_Available data_
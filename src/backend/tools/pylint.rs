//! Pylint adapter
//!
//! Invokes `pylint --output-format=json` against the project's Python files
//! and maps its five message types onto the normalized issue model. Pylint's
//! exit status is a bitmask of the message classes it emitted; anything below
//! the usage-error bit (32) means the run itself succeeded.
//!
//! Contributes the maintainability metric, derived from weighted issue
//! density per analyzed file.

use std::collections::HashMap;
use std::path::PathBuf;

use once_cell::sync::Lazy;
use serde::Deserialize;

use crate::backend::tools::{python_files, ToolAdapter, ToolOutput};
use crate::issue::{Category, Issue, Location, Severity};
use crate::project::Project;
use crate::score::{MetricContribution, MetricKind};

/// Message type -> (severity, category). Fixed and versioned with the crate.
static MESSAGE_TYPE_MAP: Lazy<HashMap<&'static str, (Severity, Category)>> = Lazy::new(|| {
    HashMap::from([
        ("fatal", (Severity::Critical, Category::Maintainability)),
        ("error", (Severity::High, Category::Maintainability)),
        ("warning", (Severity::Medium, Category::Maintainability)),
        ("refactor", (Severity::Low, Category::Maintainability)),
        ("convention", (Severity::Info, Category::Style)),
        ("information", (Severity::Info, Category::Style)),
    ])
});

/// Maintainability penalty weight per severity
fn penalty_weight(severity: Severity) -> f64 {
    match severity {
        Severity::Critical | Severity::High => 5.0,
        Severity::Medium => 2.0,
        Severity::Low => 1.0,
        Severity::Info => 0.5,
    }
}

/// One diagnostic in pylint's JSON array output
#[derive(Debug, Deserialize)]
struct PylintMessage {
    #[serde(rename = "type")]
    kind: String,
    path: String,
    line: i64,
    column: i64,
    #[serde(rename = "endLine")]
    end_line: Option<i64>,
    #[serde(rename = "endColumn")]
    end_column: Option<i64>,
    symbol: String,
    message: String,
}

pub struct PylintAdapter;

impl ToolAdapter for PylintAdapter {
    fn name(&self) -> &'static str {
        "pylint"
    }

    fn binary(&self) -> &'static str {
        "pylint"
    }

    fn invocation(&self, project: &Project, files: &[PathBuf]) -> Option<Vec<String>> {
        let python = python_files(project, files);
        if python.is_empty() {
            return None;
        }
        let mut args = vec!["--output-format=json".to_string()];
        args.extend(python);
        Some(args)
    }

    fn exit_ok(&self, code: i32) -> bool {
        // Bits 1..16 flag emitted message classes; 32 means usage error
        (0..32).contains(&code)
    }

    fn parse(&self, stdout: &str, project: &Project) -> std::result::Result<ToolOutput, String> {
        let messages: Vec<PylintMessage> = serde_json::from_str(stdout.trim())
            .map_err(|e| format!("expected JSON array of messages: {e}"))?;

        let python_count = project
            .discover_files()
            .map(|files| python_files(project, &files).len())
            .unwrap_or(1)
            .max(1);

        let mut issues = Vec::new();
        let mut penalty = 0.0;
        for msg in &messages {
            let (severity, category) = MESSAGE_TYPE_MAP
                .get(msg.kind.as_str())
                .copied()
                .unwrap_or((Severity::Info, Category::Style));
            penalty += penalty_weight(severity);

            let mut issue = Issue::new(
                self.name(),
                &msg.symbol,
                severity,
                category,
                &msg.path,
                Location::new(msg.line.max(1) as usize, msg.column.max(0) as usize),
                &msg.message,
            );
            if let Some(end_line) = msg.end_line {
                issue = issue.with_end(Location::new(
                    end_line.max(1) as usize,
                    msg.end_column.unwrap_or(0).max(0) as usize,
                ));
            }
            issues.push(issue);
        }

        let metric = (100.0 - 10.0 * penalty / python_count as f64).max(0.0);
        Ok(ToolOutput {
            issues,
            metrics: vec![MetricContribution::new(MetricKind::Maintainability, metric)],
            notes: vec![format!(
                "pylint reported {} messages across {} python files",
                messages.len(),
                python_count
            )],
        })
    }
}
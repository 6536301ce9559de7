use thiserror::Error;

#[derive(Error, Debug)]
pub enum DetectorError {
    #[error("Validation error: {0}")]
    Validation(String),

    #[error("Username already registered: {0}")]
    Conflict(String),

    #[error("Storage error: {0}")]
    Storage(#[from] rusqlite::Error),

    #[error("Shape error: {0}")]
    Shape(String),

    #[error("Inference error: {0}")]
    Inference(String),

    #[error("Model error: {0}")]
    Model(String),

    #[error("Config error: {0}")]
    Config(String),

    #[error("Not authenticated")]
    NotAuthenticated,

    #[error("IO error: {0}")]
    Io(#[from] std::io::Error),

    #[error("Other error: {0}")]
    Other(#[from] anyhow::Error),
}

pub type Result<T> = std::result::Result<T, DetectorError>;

_What this task involves_
Copy out, from the listing above, every line that contains the word "Debug".

_Answer space_
#[derive(Debug, Deserialize)]
#[derive(Error, Debug)]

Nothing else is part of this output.